======== MATERIAL FOR THE TASK

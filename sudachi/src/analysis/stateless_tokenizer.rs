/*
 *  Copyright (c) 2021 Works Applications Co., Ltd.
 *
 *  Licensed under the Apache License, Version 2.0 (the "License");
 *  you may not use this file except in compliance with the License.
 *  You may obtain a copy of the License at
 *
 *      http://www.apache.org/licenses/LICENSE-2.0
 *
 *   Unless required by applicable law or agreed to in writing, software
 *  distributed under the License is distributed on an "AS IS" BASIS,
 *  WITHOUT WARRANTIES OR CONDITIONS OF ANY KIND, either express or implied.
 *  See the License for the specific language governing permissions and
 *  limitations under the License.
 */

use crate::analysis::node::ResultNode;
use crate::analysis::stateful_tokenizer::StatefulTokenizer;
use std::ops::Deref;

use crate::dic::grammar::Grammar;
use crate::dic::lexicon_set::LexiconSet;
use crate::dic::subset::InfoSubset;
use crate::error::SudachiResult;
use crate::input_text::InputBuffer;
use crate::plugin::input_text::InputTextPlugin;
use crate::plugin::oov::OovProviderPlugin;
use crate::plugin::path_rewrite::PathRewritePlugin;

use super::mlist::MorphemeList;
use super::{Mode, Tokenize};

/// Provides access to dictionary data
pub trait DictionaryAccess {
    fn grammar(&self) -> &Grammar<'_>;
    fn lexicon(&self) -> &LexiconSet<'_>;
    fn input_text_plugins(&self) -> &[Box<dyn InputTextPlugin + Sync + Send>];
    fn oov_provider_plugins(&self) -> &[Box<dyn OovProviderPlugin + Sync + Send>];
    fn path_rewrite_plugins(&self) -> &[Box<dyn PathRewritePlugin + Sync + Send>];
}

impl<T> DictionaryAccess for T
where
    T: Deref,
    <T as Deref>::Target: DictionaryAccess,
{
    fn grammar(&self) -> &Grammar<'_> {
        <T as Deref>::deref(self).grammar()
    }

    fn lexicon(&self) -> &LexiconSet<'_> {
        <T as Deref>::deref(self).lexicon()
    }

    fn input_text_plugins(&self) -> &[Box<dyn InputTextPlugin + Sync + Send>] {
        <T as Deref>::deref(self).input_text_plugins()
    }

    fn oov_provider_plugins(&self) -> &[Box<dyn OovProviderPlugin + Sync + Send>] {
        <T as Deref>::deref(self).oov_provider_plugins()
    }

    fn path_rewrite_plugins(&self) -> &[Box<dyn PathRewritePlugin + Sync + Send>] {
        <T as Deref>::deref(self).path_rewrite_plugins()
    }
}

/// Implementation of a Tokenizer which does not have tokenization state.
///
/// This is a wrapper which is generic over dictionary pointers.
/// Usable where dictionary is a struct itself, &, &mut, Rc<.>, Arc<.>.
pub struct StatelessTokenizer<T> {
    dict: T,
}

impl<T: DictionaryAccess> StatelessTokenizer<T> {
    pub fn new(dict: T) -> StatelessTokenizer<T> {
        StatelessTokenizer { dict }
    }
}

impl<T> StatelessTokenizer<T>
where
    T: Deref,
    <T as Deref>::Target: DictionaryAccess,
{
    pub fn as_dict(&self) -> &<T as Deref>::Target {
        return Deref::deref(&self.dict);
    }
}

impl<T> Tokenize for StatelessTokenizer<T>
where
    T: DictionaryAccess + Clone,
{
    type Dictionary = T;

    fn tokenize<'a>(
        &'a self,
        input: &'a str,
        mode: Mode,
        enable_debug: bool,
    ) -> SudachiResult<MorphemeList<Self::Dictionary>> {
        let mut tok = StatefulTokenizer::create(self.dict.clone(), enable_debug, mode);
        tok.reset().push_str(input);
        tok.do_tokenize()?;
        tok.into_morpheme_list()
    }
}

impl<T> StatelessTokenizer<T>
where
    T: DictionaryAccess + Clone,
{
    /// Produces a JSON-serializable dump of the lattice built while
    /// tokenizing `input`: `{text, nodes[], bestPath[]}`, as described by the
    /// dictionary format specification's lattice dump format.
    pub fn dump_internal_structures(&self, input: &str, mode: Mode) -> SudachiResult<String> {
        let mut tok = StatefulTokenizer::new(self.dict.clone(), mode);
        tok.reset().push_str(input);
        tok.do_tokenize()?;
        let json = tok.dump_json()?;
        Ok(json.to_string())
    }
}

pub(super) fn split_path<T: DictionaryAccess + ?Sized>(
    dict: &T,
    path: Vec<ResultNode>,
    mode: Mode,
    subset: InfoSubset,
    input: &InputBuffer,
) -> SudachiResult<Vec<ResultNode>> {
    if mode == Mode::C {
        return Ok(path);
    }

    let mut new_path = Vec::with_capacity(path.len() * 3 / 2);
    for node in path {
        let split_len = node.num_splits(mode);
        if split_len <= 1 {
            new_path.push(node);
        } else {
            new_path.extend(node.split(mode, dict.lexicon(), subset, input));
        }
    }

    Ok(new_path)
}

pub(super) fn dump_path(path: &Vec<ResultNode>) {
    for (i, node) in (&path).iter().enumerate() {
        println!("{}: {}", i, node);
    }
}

================

EXERCISE DIRECTIONS: Nothing in the data should be left out when you retype it exactly.

RESPONSE TO THIS TASK:
filename sudachi/src/analysis/stateless_tokenizer.rs
/*
 *  Copyright (c) 2021 Works Applications Co., Ltd.
 *
 *  Licensed under the Apache License, Version 2.0 (the "License");
 *  you may not use this file except in compliance with the License.
 *  You may obtain a copy of the License at
 *
 *      http://www.apache.org/licenses/LICENSE-2.0
 *
 *   Unless required by applicable law or agreed to in writing, software
 *  distributed under the License is distributed on an "AS IS" BASIS,
 *  WITHOUT WARRANTIES OR CONDITIONS OF ANY KIND, either express or implied.
 *  See the License for the specific language governing permissions and
 *  limitations under the License.
 */

use crate::analysis::node::ResultNode;
use crate::analysis::stateful_tokenizer::StatefulTokenizer;
use std::ops::Deref;

use crate::dic::grammar::Grammar;
use crate::dic::lexicon_set::LexiconSet;
use crate::dic::subset::InfoSubset;
use crate::error::SudachiResult;
use crate::input_text::InputBuffer;
use crate::plugin::input_text::InputTextPlugin;
use crate::plugin::oov::OovProviderPlugin;
use crate::plugin::path_rewrite::PathRewritePlugin;

use super::mlist::MorphemeList;
use super::{Mode, Tokenize};

/// Provides access to dictionary data
pub trait DictionaryAccess {
    fn grammar(&self) -> &Grammar<'_>;
    fn lexicon(&self) -> &LexiconSet<'_>;
    fn input_text_plugins(&self) -> &[Box<dyn InputTextPlugin + Sync + Send>];
    fn oov_provider_plugins(&self) -> &[Box<dyn OovProviderPlugin + Sync + Send>];
    fn path_rewrite_plugins(&self) -> &[Box<dyn PathRewritePlugin + Sync + Send>];
}

impl<T> DictionaryAccess for T
where
    T: Deref,
    <T as Deref>::Target: DictionaryAccess,
{
    fn grammar(&self) -> &Grammar<'_> {
        <T as Deref>::deref(self).grammar()
    }

    fn lexicon(&self) -> &LexiconSet<'_> {
        <T as Deref>::deref(self).lexicon()
    }

    fn input_text_plugins(&self) -> &[Box<dyn InputTextPlugin + Sync + Send>] {
        <T as Deref>::deref(self).input_text_plugins()
    }

    fn oov_provider_plugins(&self) -> &[Box<dyn OovProviderPlugin + Sync + Send>] {
        <T as Deref>::deref(self).oov_provider_plugins()
    }

    fn path_rewrite_plugins(&self) -> &[Box<dyn PathRewritePlugin + Sync + Send>] {
        <T as Deref>::deref(self).path_rewrite_plugins()
    }
}

/// Implementation of a Tokenizer which does not have tokenization state.
///
/// This is a wrapper which is generic over dictionary pointers.
/// Usable where dictionary is a struct itself, &, &mut, Rc<.>, Arc<.>.
pub struct StatelessTokenizer<T> {
    dict: T,
}

impl<T: DictionaryAccess> StatelessTokenizer<T> {
    pub fn new(dict: T) -> StatelessTokenizer<T> {
        StatelessTokenizer { dict }
    }
}

impl<T> StatelessTokenizer<T>
where
    T: Deref,
    <T as Deref>::Target: DictionaryAccess,
{
    pub fn as_dict(&self) -> &<T as Deref>::Target {
        return Deref::deref(&self.dict);
    }
}

impl<T> Tokenize for StatelessTokenizer<T>
where
    T: DictionaryAccess + Clone,
{
    type Dictionary = T;

    fn tokenize<'a>(
        &'a self,
        input: &'a str,
        mode: Mode,
        enable_debug: bool,
    ) -> SudachiResult<MorphemeList<Self::Dictionary>> {
        let mut tok = StatefulTokenizer::create(self.dict.clone(), enable_debug, mode);
        tok.reset().push_str(input);
        tok.do_tokenize()?;
        tok.into_morpheme_list()
    }
}

impl<T> StatelessTokenizer<T>
where
    T: DictionaryAccess + Clone,
{
    /// Produces a JSON-serializable dump of the lattice built while
    /// tokenizing `input`: `{text, nodes[], bestPath[]}`, as described by the
    /// dictionary format specification's lattice dump format.
    pub fn dump_internal_structures(&self, input: &str, mode: Mode) -> SudachiResult<String> {
        let mut tok = StatefulTokenizer::new(self.dict.clone(), mode);
        tok.reset().push_str(input);
        tok.do_tokenize()?;
        let json = tok.dump_json()?;
        Ok(json.to_string())
    }
}

pub(super) fn split_path<T: DictionaryAccess + ?Sized>(
    dict: &T,
    path: Vec<ResultNode>,
    mode: Mode,
    subset: InfoSubset,
    input: &InputBuffer,
) -> SudachiResult<Vec<ResultNode>> {
    if mode == Mode::C {
        return Ok(path);
    }

    let mut new_path = Vec::with_capacity(path.len() * 3 / 2);
    for node in path {
        let split_len = node.num_splits(mode);
        if split_len <= 1 {
            new_path.push(node);
        } else {
            new_path.extend(node.split(mode, dict.lexicon(), subset, input));
        }
    }

    Ok(new_path)
}

pub(super) fn dump_path(path: &Vec<ResultNode>) {
    for (i, node) in (&path).iter().enumerate() {
        println!("{}: {}", i, node);
    }
}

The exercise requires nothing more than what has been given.